Начало 1925 года ознаменовалось очередной реорганизацией нашей учебы. Нам объявили, что теперь мы учимся не в 11-й школе имени Льва Толстого Хамрайона, а последние два класса — восьмой и девятый — преобразуются в землемерно-таксаторские курсы. К прежним предметам добавили специальные геодезию, таксацию, черчение, еще какие-то. Мы встретили эту реорганизацию с протестом, занимались по новым предметам безо всякого интереса.

Черчение преподавал старый военный землемер и пьяница. Однажды задал он нам на дом вычертить план в крупном масштабе. За четверть часа я кое-как накалякал, да еще с кляксами.
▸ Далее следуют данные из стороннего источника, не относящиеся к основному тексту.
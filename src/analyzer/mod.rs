//! Heuristic Source Analysis
//!
//! Pure, regex-based extractors over fetched file text. These run before
//! and alongside the AI analysis: their results seed the fallback parse
//! path and the corpus statistics. Absence of matches is never an error.

mod dependencies;
mod endpoints;
mod functions;
mod imports;

pub use dependencies::extract_dependencies;
pub use endpoints::{EndpointMatch, extract_endpoints};
pub use functions::{FunctionMatch, extract_functions};
pub use imports::{ImportEdge, extract_imports};
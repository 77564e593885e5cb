//! Configuration Management
//!
//! Unified configuration system with hierarchical resolution:
//! 1. Built-in defaults
//! 2. Config file (docweave.toml)
//! 3. Environment variables (DOCWEAVE_*)
//! 4. CLI arguments (highest priority)

mod loader;
mod types;

pub use loader::ConfigLoader;
pub use types::*;
//! Unified Error Type System
//!
//! Centralized error types for the entire application, with category-based
//! classification driving retry decisions for the AI call path.
//!
//! ## Error Categories
//!
//! - **RateLimit**: upstream rate limiting (retry with backoff)
//! - **Unavailable**: service unavailable / overloaded (retry with backoff)
//! - **Network**: connectivity or timeout (retry with backoff)
//! - **Auth / NotFound / BadRequest**: fail fast, never retried
//!
//! Only the AI invocation path retries; GitHub fetch failures are dropped
//! per file, and publish failures surface as a partial-failure outcome.

use thiserror::Error;

// =============================================================================
// Error Categories
// =============================================================================

/// Classification of upstream errors for retry decisions
#[derive(Debug, Clone, Copy, PartialEq, Eq)]
pub enum ErrorCategory {
    /// Rate limited (429) - wait then retry
    RateLimit,
    /// Service unavailable or overloaded (503) - wait then retry
    Unavailable,
    /// Network or timeout issues - retry with backoff
    Network,
    /// Authentication failed - fail fast
    Auth,
    /// Resource not found - fail fast
    NotFound,
    /// Invalid request - fix request, don't retry
    BadRequest,
    /// Temporary server-side issue - retry
    Transient,
    /// Unknown error - propagate without retry
    Unknown,
}

impl std::fmt::Display for ErrorCategory {
    fn fmt(&self, f: &mut std::fmt::Formatter<'_>) -> std::fmt::Result {
        match self {
            Self::RateLimit => write!(f, "RATE_LIMIT"),
            Self::Unavailable => write!(f, "UNAVAILABLE"),
            Self::Network => write!(f, "NETWORK"),
            Self::Auth => write!(f, "AUTH"),
            Self::NotFound => write!(f, "NOT_FOUND"),
            Self::BadRequest => write!(f, "BAD_REQUEST"),
            Self::Transient => write!(f, "TRANSIENT"),
            Self::Unknown => write!(f, "UNKNOWN"),
        }
    }
}

impl ErrorCategory {
    /// Whether the retry wrapper may re-attempt a call that failed with
    /// this category. Everything else propagates immediately.
    pub fn is_retryable(&self) -> bool {
        matches!(
            self,
            Self::RateLimit | Self::Unavailable | Self::Network | Self::Transient
        )
    }
}

// =============================================================================
// LLM Error
// =============================================================================

/// LLM error with category and provider context
#[derive(Debug, Clone)]
pub struct LlmError {
    /// Error category for retry decisions
    pub category: ErrorCategory,
    /// Detailed error message
    pub message: String,
    /// Provider that produced the error
    pub provider: Option<String>,
}

impl std::fmt::Display for LlmError {
    fn fmt(&self, f: &mut std::fmt::Formatter<'_>) -> std::fmt::Result {
        if let Some(provider) = &self.provider {
            write!(f, "[{}:{}] {}", provider, self.category, self.message)
        } else {
            write!(f, "[{}] {}", self.category, self.message)
        }
    }
}

impl std::error::Error for LlmError {}

impl LlmError {
    pub fn new(category: ErrorCategory, message: impl Into<String>) -> Self {
        Self {
            category,
            message: message.into(),
            provider: None,
        }
    }

    pub fn with_provider(
        category: ErrorCategory,
        message: impl Into<String>,
        provider: impl Into<String>,
    ) -> Self {
        Self {
            category,
            message: message.into(),
            provider: Some(provider.into()),
        }
    }

    pub fn is_retryable(&self) -> bool {
        self.category.is_retryable()
    }
}

// =============================================================================
// Error Classifier
// =============================================================================

/// Classifies upstream error messages and status codes into categories
pub struct ErrorClassifier;

impl ErrorClassifier {
    /// Classify an error message from any provider
    pub fn classify(message: &str, provider: &str) -> LlmError {
        let lower = message.to_lowercase();

        if lower.contains("rate limit")
            || lower.contains("429")
            || lower.contains("too many requests")
            || lower.contains("quota exceeded")
        {
            return LlmError::with_provider(ErrorCategory::RateLimit, message, provider);
        }

        if lower.contains("503") || lower.contains("502") || lower.contains("service unavailable")
        {
            return LlmError::with_provider(ErrorCategory::Unavailable, message, provider);
        }

        if lower.contains("overloaded") || lower.contains("temporar") {
            return LlmError::with_provider(ErrorCategory::Transient, message, provider);
        }

        if lower.contains("auth")
            || lower.contains("401")
            || lower.contains("403")
            || lower.contains("api key")
            || lower.contains("unauthorized")
            || lower.contains("permission denied")
        {
            return LlmError::with_provider(ErrorCategory::Auth, message, provider);
        }

        if lower.contains("timeout")
            || lower.contains("timed out")
            || lower.contains("connection")
            || lower.contains("network")
            || lower.contains("dns")
        {
            return LlmError::with_provider(ErrorCategory::Network, message, provider);
        }

        if lower.contains("404") || lower.contains("not found") {
            return LlmError::with_provider(ErrorCategory::NotFound, message, provider);
        }

        if lower.contains("400") || lower.contains("bad request") || lower.contains("invalid") {
            return LlmError::with_provider(ErrorCategory::BadRequest, message, provider);
        }

        LlmError::with_provider(ErrorCategory::Unknown, message, provider)
    }

    /// Classify an HTTP status code directly (more accurate than string matching)
    pub fn classify_http_status(status: u16, message: &str, provider: &str) -> LlmError {
        match status {
            429 => LlmError::with_provider(ErrorCategory::RateLimit, message, provider),
            401 | 403 => LlmError::with_provider(ErrorCategory::Auth, message, provider),
            400 => LlmError::with_provider(ErrorCategory::BadRequest, message, provider),
            404 => LlmError::with_provider(ErrorCategory::NotFound, message, provider),
            503 => LlmError::with_provider(ErrorCategory::Unavailable, message, provider),
            500 | 502 | 504 => {
                LlmError::with_provider(ErrorCategory::Transient, message, provider)
            }
            _ => LlmError::with_provider(ErrorCategory::Unknown, message, provider),
        }
    }
}

// =============================================================================
// Application Error
// =============================================================================

#[derive(Debug, Error)]
pub enum DocweaveError {
    // -------------------------------------------------------------------------
    // System Errors (auto From impl)
    // -------------------------------------------------------------------------
    #[error("IO error: {0}")]
    Io(#[from] std::io::Error),

    #[error("JSON error: {0}")]
    Json(#[from] serde_json::Error),

    // -------------------------------------------------------------------------
    // Input Errors (400, never retried)
    // -------------------------------------------------------------------------
    #[error("Invalid GitHub URL: {0}")]
    InvalidUrl(String),

    #[error("Invalid input: {0}")]
    InvalidInput(String),

    // -------------------------------------------------------------------------
    // Hosting API Errors
    // -------------------------------------------------------------------------
    /// GitHub rejected the credential (401/403 passthrough)
    #[error("GitHub authentication failed: {0}")]
    UpstreamAuth(String),

    /// Repository or resource absent/inaccessible (404 passthrough)
    #[error("Repository not found or not accessible: {0}")]
    UpstreamNotFound(String),

    /// Transient upstream failure (overloaded, rate limited, 5xx)
    #[error("Upstream service temporarily unavailable: {0}")]
    UpstreamTransient(String),

    /// Other GitHub API failures
    #[error("GitHub API error: {0}")]
    GithubApi(String),

    // -------------------------------------------------------------------------
    // LLM Errors
    // -------------------------------------------------------------------------
    /// Structured LLM error with category for retry routing
    #[error("LLM error: {0}")]
    Llm(LlmError),

    // -------------------------------------------------------------------------
    // Domain Errors
    // -------------------------------------------------------------------------
    #[error("Chat session not found: {0}")]
    SessionNotFound(String),

    #[error("Config error: {0}")]
    Config(String),

    #[error("Publish failed: {0}")]
    Publish(String),
}

impl From<LlmError> for DocweaveError {
    fn from(err: LlmError) -> Self {
        DocweaveError::Llm(err)
    }
}

pub type Result<T> = std::result::Result<T, DocweaveError>;

// =============================================================================
// Helper Functions
// =============================================================================

impl DocweaveError {
    /// Create an LLM error with category
    pub fn llm(category: ErrorCategory, message: impl Into<String>) -> Self {
        Self::Llm(LlmError::new(category, message))
    }

    /// Check if this error may be retried by the AI invoker
    pub fn is_retryable(&self) -> bool {
        match self {
            Self::Llm(e) => e.is_retryable(),
            Self::UpstreamTransient(_) => true,
            _ => false,
        }
    }

    /// Map a reqwest transport error into the upstream taxonomy.
    /// Timeouts and connection failures are transient; everything else is not.
    pub fn from_transport(context: &str, err: reqwest::Error) -> Self {
        if err.is_timeout() || err.is_connect() {
            Self::UpstreamTransient(format!("{context}: {err}"))
        } else {
            Self::GithubApi(format!("{context}: {err}"))
        }
    }
}

// =============================================================================
// Tests
// =============================================================================
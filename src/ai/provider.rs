//! Model Providers
//!
//! The `LlmProvider` trait is the seam between the pipeline and the
//! generation backend. `GeminiProvider` talks to the Generative Language
//! API; tests swap in a scripted double.

use async_trait::async_trait;
use secrecy::{ExposeSecret, SecretString};
use serde::Deserialize;
use std::sync::Arc;
use std::time::Duration;
use tracing::{debug, info};

use crate::config::AiConfig;
use crate::types::{DocweaveError, ErrorCategory, ErrorClassifier, LlmError, Result};

/// Text generation backend
#[async_trait]
pub trait LlmProvider: Send + Sync {
    /// Generate a completion for the prompt
    async fn generate(&self, prompt: &str) -> Result<String>;

    /// Provider name for logs and error attribution
    fn name(&self) -> &str;
}

/// Shared provider handle
pub type SharedProvider = Arc<dyn LlmProvider>;

// =============================================================================
// Gemini
// =============================================================================

/// Generative Language API provider with secure key handling
pub struct GeminiProvider {
    /// API key stored securely - never exposed in logs or debug output
    api_key: SecretString,
    api_base: String,
    model: String,
    client: reqwest::Client,
}

impl std::fmt::Debug for GeminiProvider {
    fn fmt(&self, f: &mut std::fmt::Formatter<'_>) -> std::fmt::Result {
        f.debug_struct("GeminiProvider")
            .field("api_key", &"[REDACTED]")
            .field("api_base", &self.api_base)
            .field("model", &self.model)
            .finish()
    }
}

impl GeminiProvider {
    pub fn new(config: &AiConfig) -> Result<Self> {
        let api_key = config.api_key.clone().ok_or_else(|| {
            DocweaveError::Config(
                "Gemini API key not found. Set GEMINI_API_KEY env var or provide in config"
                    .to_string(),
            )
        })?;

        let client = reqwest::Client::builder()
            .timeout(Duration::from_secs(config.timeout_secs))
            .build()
            .map_err(|e| {
                DocweaveError::llm(
                    ErrorCategory::Unknown,
                    format!("Failed to create HTTP client: {}", e),
                )
            })?;

        Ok(Self {
            api_key: SecretString::from(api_key),
            api_base: config.api_base.clone(),
            model: config.model.clone(),
            client,
        })
    }
}

#[async_trait]
impl LlmProvider for GeminiProvider {
    async fn generate(&self, prompt: &str) -> Result<String> {
        info!(model = %self.model, "Generating with Gemini");

        let url = format!("{}/models/{}:generateContent", self.api_base, self.model);
        let body = serde_json::json!({
            "contents": [{
                "parts": [{"text": prompt}]
            }]
        });

        let response = self
            .client
            .post(&url)
            .header("x-goog-api-key", self.api_key.expose_secret())
            .header("Content-Type", "application/json")
            .json(&body)
            .send()
            .await
            .map_err(|e| {
                let category = if e.is_timeout() || e.is_connect() {
                    ErrorCategory::Network
                } else {
                    ErrorCategory::Unknown
                };
                LlmError::with_provider(category, format!("Gemini request failed: {}", e), "gemini")
            })?;

        let status = response.status();
        if !status.is_success() {
            let body = response.text().await.unwrap_or_default();
            return Err(ErrorClassifier::classify_http_status(
                status.as_u16(),
                &format!("Gemini API error ({}): {}", status, body),
                "gemini",
            )
            .into());
        }

        let parsed: GenerateContentResponse = response.json().await.map_err(|e| {
            LlmError::with_provider(
                ErrorCategory::Unknown,
                format!("Failed to parse Gemini response: {}", e),
                "gemini",
            )
        })?;

        let text = parsed
            .candidates
            .first()
            .map(|c| {
                c.content
                    .parts
                    .iter()
                    .filter_map(|p| p.text.as_deref())
                    .collect::<Vec<_>>()
                    .join("")
            })
            .filter(|t| !t.is_empty())
            .ok_or_else(|| {
                LlmError::with_provider(
                    ErrorCategory::Unknown,
                    "No content in Gemini response",
                    "gemini",
                )
            })?;

        debug!(chars = text.len(), "Received Gemini completion");
        Ok(text)
    }

    fn name(&self) -> &str {
        "gemini"
    }
}

#[derive(Debug, Deserialize)]
struct GenerateContentResponse {
    #[serde(default)]
    candidates: Vec<Candidate>,
}

#[derive(Debug, Deserialize)]
struct Candidate {
    content: CandidateContent,
}

#[derive(Debug, Deserialize)]
struct CandidateContent {
    #[serde(default)]
    parts: Vec<Part>,
}

#[derive(Debug, Deserialize)]
struct Part {
    #[serde(default)]
    text: Option<String>,
}

// =============================================================================
// Test Double
// =============================================================================


#[cfg(test)]
mod tests {
    use super::*;

    fn test_config(server: &mockito::Server) -> AiConfig {
        AiConfig {
            api_key: Some("test-key".to_string()),
            api_base: server.url(),
            model: "gemini-1.5-flash".to_string(),
            ..Default::default()
        }
    }

    #[test]
    fn test_new_requires_key() {
        assert!(matches!(
            GeminiProvider::new(&AiConfig::default()),
            Err(DocweaveError::Config(_))
        ));
    }

    #[test]
    fn test_debug_redacts_key() {
        let config = AiConfig {
            api_key: Some("super-secret".to_string()),
            ..Default::default()
        };
        let provider = GeminiProvider::new(&config).unwrap();
        let debug = format!("{:?}", provider);
        assert!(!debug.contains("super-secret"));
    }

    #[tokio::test]
    async fn test_generate_concatenates_parts() {
        let mut server = mockito::Server::new_async().await;
        server
            .mock("POST", "/models/gemini-1.5-flash:generateContent")
            .match_header("x-goog-api-key", "test-key")
            .with_status(200)
            .with_body(
                serde_json::json!({
                    "candidates": [{
                        "content": {
                            "parts": [{"text": "Hello "}, {"text": "world"}]
                        }
                    }]
                })
                .to_string(),
            )
            .create_async()
            .await;

        let provider = GeminiProvider::new(&test_config(&server)).unwrap();
        assert_eq!(provider.generate("hi").await.unwrap(), "Hello world");
    }

    #[tokio::test]
    async fn test_generate_classifies_status() {
        let mut server = mockito::Server::new_async().await;
        server
            .mock("POST", "/models/gemini-1.5-flash:generateContent")
            .with_status(503)
            .with_body(r#"{"error": {"message": "The model is overloaded"}}"#)
            .create_async()
            .await;

        let provider = GeminiProvider::new(&test_config(&server)).unwrap();
        let err = provider.generate("hi").await.unwrap_err();
        assert!(err.is_retryable(), "503 must be retryable, got {:?}", err);
    }

    #[tokio::test]
    async fn test_generate_empty_candidates_is_error() {
        let mut server = mockito::Server::new_async().await;
        server
            .mock("POST", "/models/gemini-1.5-flash:generateContent")
            .with_status(200)
            .with_body(r#"{"candidates": []}"#)
            .create_async()
            .await;

        let provider = GeminiProvider::new(&test_config(&server)).unwrap();
        assert!(provider.generate("hi").await.is_err());
    }
}
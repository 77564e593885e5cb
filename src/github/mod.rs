//! GitHub Integration
//!
//! URL parsing, REST client, file classification, bounded content
//! fetching, and documentation publishing.

mod classifier;
mod client;
mod fetcher;
mod publisher;
mod url;

pub use classifier::{categorize_files, language_from_extension};
pub use client::{GithubClient, PullRequestParams, RepoInfo};
pub use fetcher::fetch_contents;
pub use publisher::{PublishOutcome, Publisher};
pub use url::parse_repo_url;
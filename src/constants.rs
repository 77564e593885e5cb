//! Global Constants
//!
//! Centralized defaults for configuration and tuning.

/// GitHub fetch constants
pub mod github {
    /// Default REST API base URL
    pub const DEFAULT_API_BASE: &str = "https://api.github.com";

    /// Maximum number of source files fetched per analysis
    pub const FILE_LIMIT: usize = 10;

    /// Skip files larger than this many bytes (from the tree listing)
    pub const MAX_FILE_SIZE: u64 = 50_000;

    /// Per-file character budget when rendering prompt blocks
    pub const CONTENT_TRUNCATE_CHARS: usize = 2_000;

    /// Maximum number of config files fetched for dependency extraction
    pub const CONFIG_FILES_LIMIT: usize = 5;

    /// Bounded worker pool size for concurrent content fetches
    pub const FETCH_CONCURRENCY: usize = 5;

    /// Per-request timeout (seconds)
    pub const TIMEOUT_SECS: u64 = 30;
}

/// AI service constants
pub mod ai {
    /// Default Generative Language API base URL
    pub const DEFAULT_API_BASE: &str = "https://generativelanguage.googleapis.com/v1beta";

    /// Default model identifier
    pub const DEFAULT_MODEL: &str = "gemini-1.5-flash";

    /// Maximum attempts for one generation call
    pub const MAX_RETRIES: u32 = 3;

    /// Base delay for exponential backoff (milliseconds)
    pub const RETRY_BASE_DELAY_MS: u64 = 1_000;

    /// Per-request timeout (seconds)
    pub const TIMEOUT_SECS: u64 = 60;
}

/// Chat constants
pub mod chat {
    /// Number of trailing turns included in each reply prompt
    pub const HISTORY_WINDOW: usize = 10;

    /// Per-document character budget for loaded doc context
    pub const CONTEXT_TRUNCATE_CHARS: usize = 2_000;

    /// Default directory scanned for previously generated docs
    pub const DEFAULT_DOCS_DIR: &str = "./generated-docs";
}

/// HTTP server constants
pub mod server {
    /// Default bind address
    pub const DEFAULT_BIND: &str = "0.0.0.0:3001";

    /// Default allowed CORS origin (the UI dev server)
    pub const DEFAULT_CORS_ORIGIN: &str = "http://localhost:3000";

    /// Request body size ceiling (bytes)
    pub const BODY_LIMIT_BYTES: usize = 10 * 1024 * 1024;

    /// Fixed rate-limit window (seconds)
    pub const RATE_LIMIT_WINDOW_SECS: u64 = 15 * 60;

    /// Maximum requests per client per window
    pub const RATE_LIMIT_MAX_REQUESTS: u32 = 100;
}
Когда же к следующему уроку я преподнес землемеру листок, он усмехнулся и при общем хохоте класса спросил меня:

— Вы что — ножницами царапали, что ли?

— Все равно не буду чертежником! — обиженно ответил я.

Мне и не предвиделась опрометчивость моего тогдашнего ответа.

С того года у меня завелся новый друг — Шура Соколов, сын царского полковника. Мы сидели с ним на одной парте, справа в первом ряду, и делили между собой уроки. После моей чертежной неудачи он успевал изготовить дома два чертежа — для себя получше, для меня похуже.

В парте у нас были спрятаны аспидная пластинка и кусочек мела. Если на уроке математики меня вызывали к доске и я начинал путаться, Шура писал нужные цифры на пластинке и выставлял ее мне напоказ. Так мною решалась задача.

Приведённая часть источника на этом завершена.